O local do casamento estava decorado em branco e dourado, impecável — parecia saído de uma revista.
Mais de 200 convidados estavam sentados sob luzes brilhantes, aguardando o início da cerimônia. Tudo parecia elegante, caro… perfeito.
Saí da minha caminhonete, ajeitando o terno que mandei fazer especialmente para este dia. Na minha mão, um envelope branco — um cartão e um cheque. Meu presente para meu filho, Diego.
Caminhei em direção à entrada, onde os funcionários conferiam os nomes. Eu não tinha convite, mas era o pai do noivo. Achei que isso bastaria.
Antes de chegar à recepção, vi Diego saindo. Ele parecia elegante, confiante… pronto para o dia mais importante de sua vida.
Até que me viu.
Seu sorriso desapareceu instantaneamente.
“Pai”, disse ele baixinho, me puxando para o lado. “O que você está fazendo aqui?”
A pergunta me deixou atônito.
“Como assim? É o seu casamento. Eu sou seu pai.”
Ele desviou o olhar.
“Pai… eu não te convidei.”
As palavras me atingiram como um soco.
“Eu sou seu pai”, repeti, com a voz trêmula.

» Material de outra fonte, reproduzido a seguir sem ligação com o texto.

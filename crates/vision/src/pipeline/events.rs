//! Bounded event bus between the pipeline and whatever consumes its events
//! (the binary's log loop, an operator console, tests).

use std::{sync::Arc, time::Duration};

use crossbeam_channel::{Receiver, Sender, TrySendError};
use ml_core::Detection;
use video_ingest::{CameraState, Frame, MachineId};

use crate::pipeline::{
    classifier::{MachineStats, PairStatus},
    watchdog::WatchdogSource,
};

/// Default capacity of the collaborator-facing event channel.
pub const EVENT_BUS_CAPACITY: usize = 256;

#[derive(Clone, Debug)]
pub enum SystemEvent {
    FrameReady {
        machine_id: MachineId,
        frame: Arc<Frame>,
    },
    Heartbeat {
        machine_id: MachineId,
    },
    CameraStatus {
        machine_id: MachineId,
        state: CameraState,
        message: String,
    },
    CameraError {
        machine_id: MachineId,
        message: String,
    },
    DetectionsReady {
        machine_id: MachineId,
        detections: Vec<Detection>,
        fps: f32,
    },
    PairStatusChanged {
        machine_id: MachineId,
        statuses: [PairStatus; 3],
    },
    StatsUpdated {
        machine_id: MachineId,
        stats: MachineStats,
    },
    WatchdogTimeout {
        source: WatchdogSource,
        elapsed: Duration,
    },
    InferenceError {
        message: String,
    },
    InferenceUnavailable {
        message: String,
    },
}

impl SystemEvent {
    /// Events emitted once per frame or per cycle.
    pub fn is_high_rate(&self) -> bool {
        matches!(
            self,
            SystemEvent::FrameReady { .. }
                | SystemEvent::Heartbeat { .. }
                | SystemEvent::DetectionsReady { .. }
                | SystemEvent::StatsUpdated { .. }
        )
    }
}

/// Cloneable publishing side of the event channel. Publishing never blocks:
/// a full channel drops the new event and counts it.
#[derive(Clone)]
pub struct EventBus {
    tx: Sender<SystemEvent>,
    stream_high_rate: bool,
}

impl EventBus {
    pub fn new(capacity: usize, stream_high_rate: bool) -> (Self, Receiver<SystemEvent>) {
        let (tx, rx) = crossbeam_channel::bounded(capacity.max(1));
        (
            Self {
                tx,
                stream_high_rate,
            },
            rx,
        )
    }

    pub fn streams_high_rate(&self) -> bool {
        self.stream_high_rate
    }

    pub fn publish(&self, event: SystemEvent) {
        if event.is_high_rate() && !self.stream_high_rate {
            return;
        }
        match self.tx.try_send(event) {
            Ok(()) => {}
            Err(TrySendError::Full(_)) => {
                metrics::counter!("monitor_events_dropped_total").increment(1);
            }
            // Nobody is listening; events are informational.
            Err(TrySendError::Disconnected(_)) => {}
        }
    }
}
//! Named slot polygons for one machine and their on-disk JSON form
//! (`{"pair1_oc": [[x, y], ...], ...}`).

use std::{
    collections::BTreeMap,
    fmt, fs,
    path::{Path, PathBuf},
};

use ml_core::ItemClass;
use thiserror::Error;
use tracing::warn;

use crate::pipeline::geometry::{Point, point_in_polygon};

pub const PAIRS: usize = 3;
pub const SLOTS: usize = PAIRS * 2;

/// One of the six (pair, item class) regions of a machine.
#[derive(Clone, Copy, Debug, PartialEq, Eq, Hash)]
pub struct SlotKey {
    /// Zero-based pair index (`pair1` is 0).
    pub pair: usize,
    pub class: ItemClass,
}

impl SlotKey {
    pub const ALL: [SlotKey; SLOTS] = [
        SlotKey::new(0, ItemClass::OilCan),
        SlotKey::new(0, ItemClass::BunkHole),
        SlotKey::new(1, ItemClass::OilCan),
        SlotKey::new(1, ItemClass::BunkHole),
        SlotKey::new(2, ItemClass::OilCan),
        SlotKey::new(2, ItemClass::BunkHole),
    ];

    pub const fn new(pair: usize, class: ItemClass) -> Self {
        Self { pair, class }
    }

    pub fn name(self) -> String {
        format!("pair{}_{}", self.pair + 1, self.class.slot_suffix())
    }

    pub fn parse(name: &str) -> Option<Self> {
        Self::ALL.into_iter().find(|slot| slot.name() == name)
    }

    /// Position in [`SlotKey::ALL`].
    pub fn index(self) -> usize {
        self.pair * 2
            + match self.class {
                ItemClass::OilCan => 0,
                ItemClass::BunkHole => 1,
            }
    }
}

impl fmt::Display for SlotKey {
    fn fmt(&self, f: &mut fmt::Formatter<'_>) -> fmt::Result {
        f.write_str(&self.name())
    }
}

#[derive(Debug, Error)]
pub enum BoundaryError {
    #[error("failed to access boundary file {path}: {source}")]
    Io {
        path: PathBuf,
        #[source]
        source: std::io::Error,
    },
    #[error("malformed boundary file {path}: {source}")]
    Parse {
        path: PathBuf,
        #[source]
        source: serde_json::Error,
    },
}

/// Immutable-per-cycle set of the six slot polygons. Reloads build a new set
/// and swap it in whole.
#[derive(Clone, Debug, Default, PartialEq)]
pub struct BoundarySet {
    polygons: [Vec<Point>; SLOTS],
}

impl BoundarySet {
    pub fn empty() -> Self {
        Self::default()
    }

    pub fn polygon(&self, slot: SlotKey) -> &[Point] {
        &self.polygons[slot.index()]
    }

    pub fn set_polygon(&mut self, slot: SlotKey, polygon: Vec<Point>) {
        self.polygons[slot.index()] = polygon;
    }

    /// True when no slot has a usable polygon.
    pub fn is_empty(&self) -> bool {
        self.polygons.iter().all(|p| p.len() < 3)
    }

    pub fn contains(&self, slot: SlotKey, point: Point) -> bool {
        point_in_polygon(point, self.polygon(slot))
    }

    /// Builds a set from the slot-name map. Unknown keys are ignored and
    /// polygons with fewer than three points are kept but match nothing.
    pub fn from_map(map: BTreeMap<String, Vec<Point>>) -> Self {
        let mut set = Self::empty();
        for (name, polygon) in map {
            match SlotKey::parse(&name) {
                Some(slot) => {
                    if !polygon.is_empty() && polygon.len() < 3 {
                        warn!("boundary {name} has {} point(s); ignoring it", polygon.len());
                    }
                    set.set_polygon(slot, polygon);
                }
                None => warn!("unknown boundary key {name:?}"),
            }
        }
        set
    }

    pub fn to_map(&self) -> BTreeMap<String, Vec<Point>> {
        SlotKey::ALL
            .into_iter()
            .map(|slot| (slot.name(), self.polygon(slot).to_vec()))
            .collect()
    }

    pub fn load(path: &Path) -> Result<Self, BoundaryError> {
        let raw = fs::read_to_string(path).map_err(|source| BoundaryError::Io {
            path: path.to_path_buf(),
            source,
        })?;
        let map = serde_json::from_str(&raw).map_err(|source| BoundaryError::Parse {
            path: path.to_path_buf(),
            source,
        })?;
        Ok(Self::from_map(map))
    }

    /// Missing files yield an empty set; unreadable ones are an error.
    pub fn load_or_empty(path: &Path) -> Result<Self, BoundaryError> {
        if path.exists() {
            Self::load(path)
        } else {
            Ok(Self::empty())
        }
    }

    pub fn save(&self, path: &Path) -> Result<(), BoundaryError> {
        let io_err = |source| BoundaryError::Io {
            path: path.to_path_buf(),
            source,
        };
        if let Some(parent) = path.parent().filter(|p| !p.as_os_str().is_empty()) {
            fs::create_dir_all(parent).map_err(io_err)?;
        }
        let json =
            serde_json::to_string_pretty(&self.to_map()).map_err(|source| BoundaryError::Parse {
                path: path.to_path_buf(),
                source,
            })?;
        fs::write(path, json + "\n").map_err(io_err)
    }
}
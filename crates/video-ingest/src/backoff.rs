use std::{
    sync::atomic::{AtomicBool, Ordering},
    thread,
    time::{Duration, Instant},
};

/// Granularity used when sleeping so stop requests are observed promptly.
const SLEEP_SLICE: Duration = Duration::from_millis(50);

/// Reconnect delay for the given 1-based attempt: `min(base * attempt, cap)`.
pub fn backoff_delay(base: Duration, cap: Duration, attempt: u32) -> Duration {
    base.saturating_mul(attempt).min(cap)
}

/// Sleep for `duration` while `running` stays set. Returns `false` when the
/// flag was cleared before the full duration elapsed.
pub fn sleep_while_running(running: &AtomicBool, duration: Duration) -> bool {
    let deadline = Instant::now() + duration;
    loop {
        if !running.load(Ordering::Relaxed) {
            return false;
        }
        let now = Instant::now();
        if now >= deadline {
            return true;
        }
        thread::sleep((deadline - now).min(SLEEP_SLICE));
    }
}

#[cfg(test)]
mod tests {
    use proptest::prelude::*;

    use super::*;

    #[test]
    fn default_schedule_caps_at_sixty_seconds() {
        let base = Duration::from_secs(2);
        let cap = Duration::from_secs(60);
        let delays: Vec<u64> = (1..=32)
            .map(|attempt| backoff_delay(base, cap, attempt).as_secs())
            .collect();
        assert_eq!(&delays[..5], &[2, 4, 6, 8, 10]);
        assert_eq!(delays[29], 60);
        assert!(delays[30..].iter().all(|d| *d == 60));
    }

    #[test]
    fn cleared_flag_cuts_sleep_short() {
        let running = AtomicBool::new(false);
        let start = Instant::now();
        assert!(!sleep_while_running(&running, Duration::from_secs(5)));
        assert!(start.elapsed() < Duration::from_secs(1));
    }

    proptest! {
        #[test]
        fn schedule_is_non_decreasing(base_ms in 1u64..5_000, cap_ms in 1u64..120_000, k in 1u32..200) {
            let base = Duration::from_millis(base_ms);
            let cap = Duration::from_millis(cap_ms);
            let mut previous = Duration::ZERO;
            for attempt in 1..=k {
                let delay = backoff_delay(base, cap, attempt);
                prop_assert!(delay >= previous);
                prop_assert!(delay <= cap);
                prop_assert_eq!(delay, (base * attempt).min(cap));
                previous = delay;
            }
        }
    }
}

“Eu sei”, disse ele. “Mas Marta e eu decidimos que este casamento é só para a família. E… você não faz mais parte disso.”
Meu peito apertou.
“O que isso significa?”
Ele suspirou, visivelmente desconfortável.
“A família da Marta está pagando por quase tudo. Eles não querem você aqui.”
Lembrei-o de tudo o que eu havia feito — sua educação, seu apartamento, o dinheiro que lhe emprestei para abrir seu negócio.
“Agradeço”, disse ele. “Mas isso foi antes. Agora temos uma vida diferente. Você não se encaixa nela.”
“Você não se encaixa.”
As palavras ecoaram na minha mente.
Olhei para ele — e vi flashes do menino que criei sozinho. A criança que chorava em meus braços. O adolescente que um dia me disse que eu era o melhor pai do mundo.